Dataset entries:
*** Block opens ***

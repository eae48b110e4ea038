//! # Tagflow — a graph-based workflow execution engine
//!
//! `tagflow` wires composable node types — action, conditional fork,
//! multi-way case, unconditional jump, exit — into a directed graph and
//! executes it one node at a time against a shared mutable [`Context`]:
//!
//! - **Fluent builder**: chains, nested branch scopes, and tag-addressed
//!   jumps for loops.
//! - **Structural validation**: duplicate tags, dangling jump targets,
//!   and unreachable nodes are reported up front with rich diagnostics,
//!   never at run time.
//! - **Deterministic retries**: explicit delay schedules for transient
//!   failures, interruptible by cancellation.
//! - **Cancellation propagation**: a single token checked before every
//!   node and inside every retry wait.
//! - **Typed context**: typed accessors with distinct type-mismatch
//!   errors, plus disposal tracking for run-scoped resources.
//!
//! # Quick Start
//!
//! ```rust
//! use tagflow::{Context, Work, Workflow};
//! use tokio_util::sync::CancellationToken;
//!
//! #[tokio::main]
//! async fn main() {
//!     let workflow = Workflow::builder("greeter")
//!         .step("record greeting", Work::sync(|ctx| {
//!             ctx.set("greeting", "hello");
//!             Ok(())
//!         }))
//!         .exit(0)
//!         .build()
//!         .unwrap();
//!
//!     let mut ctx = Context::new();
//!     let code = workflow.run(&mut ctx, &CancellationToken::new()).await.unwrap();
//!     assert_eq!(code, 0);
//!     assert_eq!(ctx.get_text("greeting").unwrap(), "hello");
//! }
//! ```

pub mod builder;
pub mod context;
pub mod error;
pub mod factory;
pub mod graph;
pub mod retry;
pub mod runtime;
pub mod workflow;

pub use crate::builder::{BranchBuilder, CaseArms, ForkScope, WorkflowBuilder};
pub use crate::context::{Context, ContextValue, Disposable};
pub use crate::error::{
    BuildError, ContextError, NodeError, NodeResult, WorkflowError, WorkflowResult,
};
pub use crate::factory::NodeFactory;
pub use crate::graph::{
    Diagnostic, DiagnosticLevel, EdgeKind, Node, NodeKind, Predicate, Selector, ValidationReport,
    Work, WorkflowGraph,
};
pub use crate::retry::RetryPolicy;
pub use crate::runtime::{
    create_event_channel, EngineEvent, EventEmitter, EventReceiver, ExecutionStatus,
    WorkflowDispatcher, DEFAULT_EXIT_CODE,
};
pub use crate::workflow::Workflow;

*** Block closes ***

▶ **Task brief**:
Lines in the records above that carry the word "hello" are to be located and copied.

▶ **Solution to this problem**:
//!             ctx.set("greeting", "hello");
//!     assert_eq!(ctx.get_text("greeting").unwrap(), "hello");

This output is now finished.